After an in-depth investigation of different material specs we have sourced materials that have increased hardness ratings and wear resistance. This short list of materials are being tested and validated, after which we will move into the mass manufacturing stage.
Our partners have already begun validating the remainder of the manufacturing process, as well as our in-line QC processes, assembly processes and packaging processes. We are confident that once we resolve and validate this final modification that we will be in a great position to scale manufacturing and hit the delivery timelines.

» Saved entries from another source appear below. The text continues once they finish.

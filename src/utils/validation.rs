use crate::utils::error::{AssistError, Result};

pub trait Validate {
    fn validate(&self) -> Result<()>;
}

pub fn validate_path(field_name: &str, path: &str) -> Result<()> {
    if path.is_empty() {
        return Err(AssistError::InvalidConfigValueError {
            field: field_name.to_string(),
            value: path.to_string(),
            reason: "Path cannot be empty".to_string(),
        });
    }

    if path.contains('\0') {
        return Err(AssistError::InvalidConfigValueError {
            field: field_name.to_string(),
            value: path.to_string(),
            reason: "Path contains null bytes".to_string(),
        });
    }

    Ok(())
}

pub fn validate_non_empty_string(field_name: &str, value: &str) -> Result<()> {
    if value.trim().is_empty() {
        return Err(AssistError::InvalidConfigValueError {
            field: field_name.to_string(),
            value: value.to_string(),
            reason: "Value cannot be empty or whitespace-only".to_string(),
        });
    }
    Ok(())
}

pub fn validate_range<T: PartialOrd + std::fmt::Display + Copy>(
    field_name: &str,
    value: T,
    min: T,
    max: T,
) -> Result<()> {
    if value < min || value > max {
        return Err(AssistError::InvalidConfigValueError {
            field: field_name.to_string(),
            value: value.to_string(),
            reason: format!("Value must be between {} and {}", min, max),
        });
    }
    Ok(())
}

pub fn validate_one_of(field_name: &str, value: &str, allowed: &[&str]) -> Result<()> {
    if !allowed.contains(&value) {
        return Err(AssistError::InvalidConfigValueError {
            field: field_name.to_string(),
            value: value.to_string(),
            reason: format!("Allowed values: {}", allowed.join(", ")),
        });
    }
    Ok(())
}

#[cfg(test)]
mod tests {
    use super::*;

    #[test]
    fn test_validate_path() {
        assert!(validate_path("assistant.transcript_path", "./transcript.json").is_ok());
        assert!(validate_path("assistant.transcript_path", "").is_err());
        assert!(validate_path("assistant.transcript_path", "bad\0path").is_err());
    }

    #[test]
    fn test_validate_non_empty_string() {
        assert!(validate_non_empty_string("assistant.greeting", "Hi").is_ok());
        assert!(validate_non_empty_string("assistant.greeting", "  \t").is_err());
    }

    #[test]
    fn test_validate_range() {
        assert!(validate_range("assistant.reply_delay_ms", 1000u64, 0, 60_000).is_ok());
        assert!(validate_range("assistant.reply_delay_ms", 0u64, 0, 60_000).is_ok());
        assert!(validate_range("assistant.reply_delay_ms", 60_001u64, 0, 60_000).is_err());
    }

    #[test]
    fn test_validate_one_of() {
        assert!(validate_one_of("logging.level", "debug", &["info", "debug"]).is_ok());
        assert!(validate_one_of("logging.level", "loud", &["info", "debug"]).is_err());
    }
}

Pictures of our Palette 3 Pro Pilot run, being completed in order to work out any other potential bottlenecks in the manufacturing process and workflow
The Silver Lining
The updated hardware timeline above will give our firmware and software teams additional time to simplify workflows, complete further testing, and generally push to give you the best experience possible.
We have more resources dedicated to these teams than we ever have in the past and are incredibly confident that you will have an amazing out of the box experience with Palette 3 and Palette 3 Pro.
In addition to the above, our customer success and community teams are using this extra time to focus on creating more printer specific documentation, walkthroughs and setup guides.
We hope the above sheds light on not only what to expect from us moving forward, but also insight into the root cause, as well as our decision making processes.
We welcome any questions or comments you may have about this update, please reach out to our team at firstname.lastname@example.org and we will be in touch as soon as possible. We typically reply within 24 hours, but please allow our team a bit of additional time as there will likely be more requests than a normal week.
Based on our commitment to quality and our high level of testing we needed to make the challenging decision to delay shipments but ultimately quality reliability and user experience remain the top priority over timelines.
We know everyone is excited to get their hands on Palette 3/Pro as soon as possible - please know that our team is working overtime to bring your product to you as quickly as possible.